[[ Materials provided, beginning ]]

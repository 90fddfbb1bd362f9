//! Hardware configuration types
//!
//! Pin assignments for the radio module. Each supported Feather variant has
//! a preset table; the config file may override individual pins.

/// Pin configuration with optional inversion
#[derive(Debug, Clone, Copy, PartialEq, Eq, Default)]
#[cfg_attr(feature = "defmt", derive(defmt::Format))]
pub struct PinConfig {
    /// GPIO number in the board's numbering
    pub pin: u8,
    /// Pin is active-low (inverted)
    pub inverted: bool,
    /// Enable internal pull-up
    pub pull_up: bool,
}

impl PinConfig {
    /// Create a new pin config
    pub const fn new(pin: u8) -> Self {
        Self {
            pin,
            inverted: false,
            pull_up: false,
        }
    }

    /// Create an inverted (active-low) pin
    pub const fn inverted(pin: u8) -> Self {
        Self {
            pin,
            inverted: true,
            pull_up: false,
        }
    }

    /// Create a pin with pull-up enabled
    pub const fn with_pullup(pin: u8) -> Self {
        Self {
            pin,
            inverted: false,
            pull_up: true,
        }
    }
}

/// Radio module wiring
#[derive(Debug, Clone, Copy, PartialEq, Eq)]
#[cfg_attr(feature = "defmt", derive(defmt::Format))]
pub struct RadioPins {
    /// SPI chip select
    pub cs: PinConfig,
    /// DIO0 interrupt line
    pub irq: PinConfig,
    /// Module reset
    pub reset: PinConfig,
    /// Transmit indicator LED
    pub led: Option<PinConfig>,
}

impl RadioPins {
    const fn feather(cs: u8, irq: u8, reset: u8, led: Option<u8>) -> Self {
        Self {
            cs: PinConfig::new(cs),
            irq: PinConfig::new(irq),
            reset: PinConfig::new(reset),
            led: match led {
                Some(pin) => Some(PinConfig::new(pin)),
                None => None,
            },
        }
    }

    /// True if any two of cs, irq, reset and led share a GPIO
    pub fn has_conflict(&self) -> bool {
        let mut used = [self.cs.pin, self.irq.pin, self.reset.pin, 0];
        let count = match self.led {
            Some(led) => {
                used[3] = led.pin;
                4
            }
            None => 3,
        };
        let used = &used[..count];
        used.iter()
            .enumerate()
            .any(|(i, a)| used[i + 1..].iter().any(|b| a == b))
    }
}

impl Default for RadioPins {
    fn default() -> Self {
        BoardVariant::default().radio_pins()
    }
}

/// Supported controller boards
#[derive(Debug, Clone, Copy, PartialEq, Eq, Default)]
#[cfg_attr(feature = "defmt", derive(defmt::Format))]
pub enum BoardVariant {
    /// Feather 32u4 RFM9x
    Feather32u4,
    /// Feather M0 RFM9x
    FeatherM0,
    /// Feather RP2040 RFM9x
    #[default]
    FeatherRp2040Rfm,
    /// Feather 328P with RFM9x FeatherWing
    Feather328pWing,
    /// Feather HUZZAH ESP8266 with RFM9x FeatherWing
    FeatherEsp8266Wing,
    /// Feather ESP32-S2 or nRF52840 with RFM9x FeatherWing
    FeatherEsp32s2Wing,
    /// Feather HUZZAH32 ESP32 with RFM9x FeatherWing
    FeatherEsp32Wing,
    /// Feather nRF52832 with RFM9x FeatherWing
    FeatherNrf52832Wing,
}

impl BoardVariant {
    /// Config file names, in declaration order
    pub const NAMES: [(&'static str, BoardVariant); 8] = [
        ("feather_32u4", BoardVariant::Feather32u4),
        ("feather_m0", BoardVariant::FeatherM0),
        ("feather_rp2040_rfm", BoardVariant::FeatherRp2040Rfm),
        ("feather_328p_wing", BoardVariant::Feather328pWing),
        ("feather_esp8266_wing", BoardVariant::FeatherEsp8266Wing),
        ("feather_esp32s2_wing", BoardVariant::FeatherEsp32s2Wing),
        ("feather_esp32_wing", BoardVariant::FeatherEsp32Wing),
        ("feather_nrf52832_wing", BoardVariant::FeatherNrf52832Wing),
    ];

    /// Look up a board by its config file name
    pub fn from_name(name: &str) -> Option<Self> {
        Self::NAMES
            .iter()
            .find(|(n, _)| *n == name)
            .map(|(_, board)| *board)
    }

    pub fn name(self) -> &'static str {
        Self::NAMES
            .iter()
            .find(|(_, b)| *b == self)
            .map(|(n, _)| *n)
            .unwrap_or("unknown")
    }

    /// Factory wiring of the radio on this board
    pub const fn radio_pins(self) -> RadioPins {
        match self {
            BoardVariant::Feather32u4 => RadioPins::feather(8, 7, 4, Some(13)),
            BoardVariant::FeatherM0 => RadioPins::feather(8, 3, 4, Some(13)),
            BoardVariant::FeatherRp2040Rfm => RadioPins::feather(16, 21, 17, Some(13)),
            BoardVariant::Feather328pWing => RadioPins::feather(4, 3, 2, Some(13)),
            BoardVariant::FeatherEsp8266Wing => RadioPins::feather(2, 15, 16, Some(0)),
            BoardVariant::FeatherEsp32s2Wing => RadioPins::feather(10, 9, 11, Some(13)),
            // GPIO13 is taken by the radio reset on this wing
            BoardVariant::FeatherEsp32Wing => RadioPins::feather(33, 27, 13, None),
            BoardVariant::FeatherNrf52832Wing => RadioPins::feather(11, 31, 7, Some(17)),
        }
    }
}

#[cfg(test)]
mod tests {
    use super::*;

    #[test]
    fn test_pin_config() {
        let pin = PinConfig::new(10);
        assert_eq!(pin.pin, 10);
        assert!(!pin.inverted);
        assert!(!pin.pull_up);

        let inverted = PinConfig::inverted(12);
        assert!(inverted.inverted);

        let pullup = PinConfig::with_pullup(4);
        assert!(pullup.pull_up);
    }

    #[test]
    fn test_rp2040_pins() {
        let pins = BoardVariant::FeatherRp2040Rfm.radio_pins();
        assert_eq!(pins.cs.pin, 16);
        assert_eq!(pins.irq.pin, 21);
        assert_eq!(pins.reset.pin, 17);
        assert_eq!(pins.led, Some(PinConfig::new(13)));
        assert_eq!(RadioPins::default(), pins);
    }

    #[test]
    fn test_wing_pins() {
        let pins = BoardVariant::FeatherEsp32Wing.radio_pins();
        assert_eq!((pins.cs.pin, pins.irq.pin, pins.reset.pin), (33, 27, 13));
        assert_eq!(pins.led, None);

        let pins = BoardVariant::Feather32u4.radio_pins();
        assert_eq!((pins.cs.pin, pins.irq.pin, pins.reset.pin), (8, 7, 4));
    }

    #[test]
    fn test_presets_have_no_conflicts() {
        for (_, board) in BoardVariant::NAMES {
            assert!(!board.radio_pins().has_conflict(), "{:?}", board);
        }
    }

    #[test]
    fn test_conflict_detected() {
        let mut pins = RadioPins::default();
        pins.reset = PinConfig::new(16);
        assert!(pins.has_conflict());
    }

    #[test]
    fn test_board_names() {
        for (name, board) in BoardVariant::NAMES {
            assert_eq!(BoardVariant::from_name(name), Some(board));
            assert_eq!(board.name(), name);
        }
        assert_eq!(BoardVariant::from_name("arduino_uno"), None);
    }
}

[[ Materials provided, end ]]

# Action item
Using the data above, print exactly the lines from the line that contains "pins.reset.pin), (8, 7, 4));" through the line that contains "let mut pins = RadioPins::default();", with both included.

# Expected answer
        assert_eq!((pins.cs.pin, pins.irq.pin, pins.reset.pin), (8, 7, 4));
    }

    #[test]
    fn test_presets_have_no_conflicts() {
        for (_, board) in BoardVariant::NAMES {
            assert!(!board.radio_pins().has_conflict(), "{:?}", board);
        }
    }

    #[test]
    fn test_conflict_detected() {
        let mut pins = RadioPins::default();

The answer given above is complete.